BEGIN MATERIAL PROVIDED

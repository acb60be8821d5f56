//! Output module
//! Formats ranked results and records best-effort run metrics

pub mod formatter;
pub mod metrics;

pub use formatter::{OutputFormatter, ReportGenerator};
//! Dictionary-driven skill extraction for resumes and job descriptions
//!
//! Matching is whole-word and case-insensitive: an Aho-Corasick automaton
//! over the catalog finds candidate hits, and each hit is kept only when it
//! sits on word boundaries, so "Java" never matches inside "JavaScript".

use crate::matching::sections::ResumeSections;
use crate::matching::skills::SkillCatalog;
use aho_corasick::AhoCorasick;
use serde::Serialize;
use std::collections::{BTreeMap, BTreeSet, HashMap};

/// Skills extracted from one document.
///
/// Invariants: `primary_skills` and `secondary_skills` are disjoint, both
/// sorted and case-insensitively deduplicated; `total_count` equals the
/// size of their union.
#[derive(Debug, Clone, Default, PartialEq, Serialize)]
pub struct SkillProfile {
    pub primary_skills: Vec<String>,
    pub secondary_skills: Vec<String>,
    pub skill_frequency: BTreeMap<String, usize>,
    pub total_count: usize,
}

impl SkillProfile {
    /// Union of primary and secondary skills, in sorted order.
    pub fn all_skills(&self) -> Vec<String> {
        let mut all: BTreeSet<String> = self.primary_skills.iter().cloned().collect();
        all.extend(self.secondary_skills.iter().cloned());
        all.into_iter().collect()
    }
}

/// A loose, caller-supplied skill dictionary. Mirrors what external callers
/// send over the wire: either categories mapping to skill lists, or a flat
/// list. Non-string entries are filtered out silently.
#[derive(Debug, Clone)]
pub enum CustomSkillDict {
    Categories(Vec<(String, Vec<serde_json::Value>)>),
    Flat(Vec<serde_json::Value>),
}

pub struct SkillExtractor {
    automaton: AhoCorasick,
    canonical: Vec<String>,
}

impl SkillExtractor {
    /// Extractor over the global skill catalog.
    pub fn new() -> Self {
        let catalog = SkillCatalog::global();
        Self::with_skills(catalog.all_skills().iter().cloned())
    }

    /// Extractor over an explicit skill list. Entries are normalized
    /// through the catalog and deduplicated case-insensitively; the global
    /// catalog itself is never touched.
    pub fn with_skills<I>(skills: I) -> Self
    where
        I: IntoIterator<Item = String>,
    {
        let catalog = SkillCatalog::global();
        let mut seen: BTreeMap<String, String> = BTreeMap::new();
        for skill in skills {
            let canonical = catalog.normalize(&skill);
            if canonical.is_empty() {
                continue;
            }
            seen.entry(canonical.to_lowercase()).or_insert(canonical);
        }

        let canonical: Vec<String> = seen.into_values().collect();
        let automaton = AhoCorasick::builder()
            .ascii_case_insensitive(true)
            .build(&canonical)
            .expect("failed to build skill automaton");

        Self { automaton, canonical }
    }

    /// Extractor from a caller-supplied dictionary. Falls back to the
    /// global catalog when the dictionary yields no usable entries.
    pub fn with_custom_dictionary(dict: &CustomSkillDict) -> Self {
        let entries: Vec<String> = match dict {
            CustomSkillDict::Categories(categories) => categories
                .iter()
                .flat_map(|(_, values)| values.iter())
                .filter_map(|v| v.as_str().map(str::to_string))
                .collect(),
            CustomSkillDict::Flat(values) => values
                .iter()
                .filter_map(|v| v.as_str().map(str::to_string))
                .collect(),
        };

        if entries.is_empty() {
            log::warn!("custom skill dictionary contained no usable entries, using default catalog");
            return Self::new();
        }
        Self::with_skills(entries)
    }

    pub fn skill_count(&self) -> usize {
        self.canonical.len()
    }

    /// Count whole-word occurrences of every known skill in `text`,
    /// keyed by canonical name.
    fn count_matches(&self, text: &str) -> HashMap<usize, usize> {
        let mut counts: HashMap<usize, usize> = HashMap::new();
        for mat in self.automaton.find_overlapping_iter(text) {
            if on_word_boundaries(text, mat.start(), mat.end()) {
                *counts.entry(mat.pattern().as_usize()).or_insert(0) += 1;
            }
        }
        counts
    }

    /// Extract skills from parsed resume sections.
    ///
    /// Skills found in the skills section become primary; skills found in
    /// experience/projects/summary/education become secondary. The `other`
    /// bucket is always scanned last so content misfiled by the section
    /// parser is never silently dropped.
    pub fn extract(&self, sections: &ResumeSections) -> SkillProfile {
        let mut primary: BTreeSet<String> = BTreeSet::new();
        let mut secondary: BTreeSet<String> = BTreeSet::new();
        let mut frequency: BTreeMap<String, usize> = BTreeMap::new();

        for (idx, count) in self.count_matches(&sections.skills) {
            let canonical = &self.canonical[idx];
            primary.insert(canonical.clone());
            *frequency.entry(canonical.clone()).or_insert(0) += count;
        }

        let narrative = format!(
            "{} {} {} {}",
            sections.experience, sections.projects, sections.summary, sections.education
        );
        for (idx, count) in self.count_matches(&narrative) {
            let canonical = &self.canonical[idx];
            if !primary.contains(canonical) {
                secondary.insert(canonical.clone());
            }
            *frequency.entry(canonical.clone()).or_insert(0) += count;
        }

        // Last-resort recovery and supplementary scan over the catch-all
        // bucket; known skills only gain frequency here.
        for (idx, count) in self.count_matches(&sections.other) {
            let canonical = &self.canonical[idx];
            if !primary.contains(canonical) {
                secondary.insert(canonical.clone());
            }
            *frequency.entry(canonical.clone()).or_insert(0) += count;
        }

        let total_count = primary.len() + secondary.len();
        log::debug!(
            "extracted {} skills ({} primary, {} secondary)",
            total_count,
            primary.len(),
            secondary.len()
        );

        SkillProfile {
            primary_skills: primary.into_iter().collect(),
            secondary_skills: secondary.into_iter().collect(),
            skill_frequency: frequency,
            total_count,
        }
    }

    /// Extract skills from a single text blob (job descriptions have no
    /// sections); every hit is primary.
    pub fn extract_from_text(&self, text: &str) -> SkillProfile {
        let mut primary: BTreeSet<String> = BTreeSet::new();
        let mut frequency: BTreeMap<String, usize> = BTreeMap::new();

        if !text.is_empty() {
            for (idx, count) in self.count_matches(text) {
                let canonical = &self.canonical[idx];
                primary.insert(canonical.clone());
                *frequency.entry(canonical.clone()).or_insert(0) += count;
            }
        }

        let total_count = primary.len();
        SkillProfile {
            primary_skills: primary.into_iter().collect(),
            secondary_skills: Vec::new(),
            skill_frequency: frequency,
            total_count,
        }
    }
}

impl Default for SkillExtractor {
    fn default() -> Self {
        Self::new()
    }
}

fn is_word_char(c: char) -> bool {
    c.is_alphanumeric() || c == '_'
}

/// Whole-word test for a match span. A boundary is only required on the
/// sides of the pattern that end in word characters, so entries like "C++"
/// still match before punctuation or whitespace.
fn on_word_boundaries(text: &str, start: usize, end: usize) -> bool {
    let pattern = &text[start..end];
    let starts_with_word = pattern.chars().next().map(is_word_char).unwrap_or(false);
    let ends_with_word = pattern.chars().next_back().map(is_word_char).unwrap_or(false);

    if starts_with_word {
        if let Some(prev) = text[..start].chars().next_back() {
            if is_word_char(prev) {
                return false;
            }
        }
    }
    if ends_with_word {
        if let Some(next) = text[end..].chars().next() {
            if is_word_char(next) {
                return false;
            }
        }
    }
    true
}

#[cfg(test)]
mod tests {
    use super::*;
    use crate::matching::sections::parse_sections;

    fn sections_with_skills(skills: &str) -> ResumeSections {
        ResumeSections {
            skills: skills.to_string(),
            ..Default::default()
        }
    }

    #[test]
    fn test_whole_word_matching() {
        let extractor = SkillExtractor::new();
        let profile = extractor.extract_from_text("Deep JavaScript experience");
        assert!(profile.primary_skills.contains(&"JavaScript".to_string()));
        assert!(!profile.primary_skills.contains(&"Java".to_string()));

        let profile = extractor.extract_from_text("Java and JavaScript");
        assert!(profile.primary_skills.contains(&"Java".to_string()));
        assert!(profile.primary_skills.contains(&"JavaScript".to_string()));
    }

    #[test]
    fn test_case_insensitive_matching() {
        let extractor = SkillExtractor::new();
        let profile = extractor.extract_from_text("experience with PYTHON and docker");
        assert!(profile.primary_skills.contains(&"Python".to_string()));
        assert!(profile.primary_skills.contains(&"Docker".to_string()));
    }

    #[test]
    fn test_punctuated_skill_names() {
        let extractor = SkillExtractor::new();
        let profile = extractor.extract_from_text("Strong C++ and C# background.");
        assert!(profile.primary_skills.contains(&"C++".to_string()));
        assert!(profile.primary_skills.contains(&"C#".to_string()));
    }

    #[test]
    fn test_primary_vs_secondary() {
        let sections = ResumeSections {
            skills: "Python, Docker".to_string(),
            experience: "Built services in Go, deployed with Docker".to_string(),
            ..Default::default()
        };
        let extractor = SkillExtractor::new();
        let profile = extractor.extract(&sections);

        assert!(profile.primary_skills.contains(&"Python".to_string()));
        assert!(profile.primary_skills.contains(&"Docker".to_string()));
        assert!(profile.secondary_skills.contains(&"Go".to_string()));
        // Docker was already primary; it must not appear twice.
        assert!(!profile.secondary_skills.contains(&"Docker".to_string()));
        assert_eq!(profile.skill_frequency["Docker"], 2);
    }

    #[test]
    fn test_disjoint_sets_and_total_count() {
        let text = "SKILLS\nPython, AWS\n\nEXPERIENCE\nUsed Python and Spark at work\n";
        let extractor = SkillExtractor::new();
        let profile = extractor.extract(&parse_sections(text));

        let overlap: Vec<_> = profile
            .primary_skills
            .iter()
            .filter(|s| profile.secondary_skills.contains(s))
            .collect();
        assert!(overlap.is_empty());
        assert_eq!(profile.total_count, profile.all_skills().len());
    }

    #[test]
    fn test_other_bucket_recovery() {
        let sections = ResumeSections {
            other: "unstructured text mentioning Python and Kubernetes".to_string(),
            ..Default::default()
        };
        let extractor = SkillExtractor::new();
        let profile = extractor.extract(&sections);
        assert!(profile.secondary_skills.contains(&"Python".to_string()));
        assert!(profile.secondary_skills.contains(&"Kubernetes".to_string()));
        assert!(profile.primary_skills.is_empty());
    }

    #[test]
    fn test_other_bucket_supplements_known_skills() {
        let sections = ResumeSections {
            skills: "Python".to_string(),
            other: "more Python here, plus Rust".to_string(),
            ..Default::default()
        };
        let extractor = SkillExtractor::new();
        let profile = extractor.extract(&sections);
        assert_eq!(profile.skill_frequency["Python"], 2);
        assert!(profile.secondary_skills.contains(&"Rust".to_string()));
        assert!(!profile.secondary_skills.contains(&"Python".to_string()));
    }

    #[test]
    fn test_empty_job_description() {
        let extractor = SkillExtractor::new();
        let profile = extractor.extract_from_text("");
        assert_eq!(profile.total_count, 0);
        assert!(profile.primary_skills.is_empty());
    }

    #[test]
    fn test_custom_dictionary_filters_non_strings() {
        use serde_json::json;
        let dict = CustomSkillDict::Flat(vec![json!("python"), json!(42), json!("k8s")]);
        let extractor = SkillExtractor::with_custom_dictionary(&dict);
        assert_eq!(extractor.skill_count(), 2);

        let profile = extractor.extract_from_text("Python and Kubernetes, no Docker counted");
        assert!(profile.primary_skills.contains(&"Python".to_string()));
        assert!(profile.primary_skills.contains(&"Kubernetes".to_string()));
        assert!(!profile.primary_skills.contains(&"Docker".to_string()));
    }

    #[test]
    fn test_custom_dictionary_empty_falls_back() {
        use serde_json::json;
        let dict = CustomSkillDict::Flat(vec![json!(1), json!(null)]);
        let extractor = SkillExtractor::with_custom_dictionary(&dict);
        assert!(extractor.skill_count() > 250);
    }

    #[test]
    fn test_sorted_output() {
        let extractor = SkillExtractor::new();
        let profile = extractor.extract(&sections_with_skills("Rust, Python, AWS, Docker"));
        let mut sorted = profile.primary_skills.clone();
        sorted.sort();
        assert_eq!(profile.primary_skills, sorted);
    }
}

END MATERIAL PROVIDED

Beginning at the line above with "and job descriptions" and finishing at the line with "pub fn new()", return each line exactly and return nothing else.

[RESPONSE BELOW]:
//! Dictionary-driven skill extraction for resumes and job descriptions
//!
//! Matching is whole-word and case-insensitive: an Aho-Corasick automaton
//! over the catalog finds candidate hits, and each hit is kept only when it
//! sits on word boundaries, so "Java" never matches inside "JavaScript".

use crate::matching::sections::ResumeSections;
use crate::matching::skills::SkillCatalog;
use aho_corasick::AhoCorasick;
use serde::Serialize;
use std::collections::{BTreeMap, BTreeSet, HashMap};

/// Skills extracted from one document.
///
/// Invariants: `primary_skills` and `secondary_skills` are disjoint, both
/// sorted and case-insensitively deduplicated; `total_count` equals the
/// size of their union.
#[derive(Debug, Clone, Default, PartialEq, Serialize)]
pub struct SkillProfile {
    pub primary_skills: Vec<String>,
    pub secondary_skills: Vec<String>,
    pub skill_frequency: BTreeMap<String, usize>,
    pub total_count: usize,
}

impl SkillProfile {
    /// Union of primary and secondary skills, in sorted order.
    pub fn all_skills(&self) -> Vec<String> {
        let mut all: BTreeSet<String> = self.primary_skills.iter().cloned().collect();
        all.extend(self.secondary_skills.iter().cloned());
        all.into_iter().collect()
    }
}

/// A loose, caller-supplied skill dictionary. Mirrors what external callers
/// send over the wire: either categories mapping to skill lists, or a flat
/// list. Non-string entries are filtered out silently.
#[derive(Debug, Clone)]
pub enum CustomSkillDict {
    Categories(Vec<(String, Vec<serde_json::Value>)>),
    Flat(Vec<serde_json::Value>),
}

pub struct SkillExtractor {
    automaton: AhoCorasick,
    canonical: Vec<String>,
}

impl SkillExtractor {
    /// Extractor over the global skill catalog.
    pub fn new() -> Self {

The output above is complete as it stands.